Tudo resolvido, foi providenciada a redação e distribuição de um impresso a todos os interessados, contendo as instruções sobre as inscrições nos cursos, programas e demais informações suplementares.

Jamais poderia imaginar que tal impresso de cunho oficial, mimeografado, contendo apenas as referidas informações, pudesse trazer tão graves consequências para mim e para os três colegas encarregados dos referidos cursos, que aliás mal chegaram a ser iniciados.

Eu, no dia 27 de novembro, pela manhã, como sempre, tendo comparecido ao meu gabinete de trabalho, localizado no Beco Manoel de Carvalho, nos fundos do Teatro Municipal, pouco depois me encontrava com Anísio Teixeira e ambos, estarrecidos diante dos acontecimentos, procurávamos obter mais informações sobre o que estava realmente ocorrendo.

Sabendo da campanha de ódios e das ameaças que se encanizavam contra Anísio, recomendei ao Andrade, o nosso fiel motorista, nordestino valente, que procurasse proteger o Secretário por todas as formas, mesmo que tivesse que utilizar a arma que levava sempre no carro, naqueles dias em que imperava a violência, e o convencesse a voltar para casa. E isso foi feito.

A partir do movimento armado de Luís Carlos Prestes no Rio de Janeiro, em novembro de 1935, abateu-se sobre o País uma onda de reação, com milhares de prisões em todo o território nacional; um cortejo de perseguições indiscriminadas e de violências inauditas que, em círculos cada vez mais amplos, iam atingindo todos os que, por qualquer motivo, em qualquer lugar e em qualquer época tivessem demonstrado pensamento independente, anseios por transformações econômicas, políticas e sociais em benefício da maioria do povo brasileiro, ou até mesmo, simplesmente, lutassem por proporcionar-lhe maiores e melhores oportunidades de ensino, educação e cultura.
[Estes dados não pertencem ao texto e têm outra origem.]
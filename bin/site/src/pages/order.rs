//! Order page.

use crate::components::{Carousel, OrderForm};
use crate::content::ORDER_GALLERY;
use leptos::prelude::*;

/// Lead-capture page with the order form.
#[component]
pub fn OrderPage() -> impl IntoView {
    view! {
        <section class="split-page">
            <div class="page-copy">
                <h2>"Оформление заказа"</h2>
                <p class="muted">
                    "Заполните форму — мы свяжемся в течение 15 минут в рабочее время."
                </p>
                <OrderForm/>
            </div>
            <div class="gallery-card">
                <Carousel slides=ORDER_GALLERY.slides interval=ORDER_GALLERY.interval/>
            </div>
        </section>
    }
}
A campanha contra Anísio Teixeira e sua obra acabou por determinar sua demissão a 2 de dezembro de 1935, sendo acompanhado por todos os seus colaboradores, entre os quais eu me incluía.

Não havendo tido qualquer participação naquelas lamentáveis ocorrências, limitei-me a retirar de minha biblioteca e guardar numa dependência interna de nossa casa os livros que me pareceram possíveis de serem apreendidos nas buscas policiais que estavam sendo realizadas nas residências de pessoas que eram consideradas como suspeitas e cuja situação se agravaria extraordinariamente se possuíssem obras que fossem consideradas como 'subversivas' pelos 'caçadores de bruxas', a serviço da reação.

E assim, nesse ambiente pesado de denúncias, violências e sofrimentos, em que os integralistas (fascistas) aproveitavam a oportunidade para acusar todos os que não rezavam por sua cartilha verde de serem 'vermelhos' (comunistas), traidores da Pátria, 'vendidos ao ouro de Moscou', terminou esse fatídico ano de 1935, de tão amargas recordações".

Referência:
LEMME, Paschoal. Memórias. São Paulo; Brasília: Cortez; INEP, 1988, v. 2, p. 217-225; 229-230.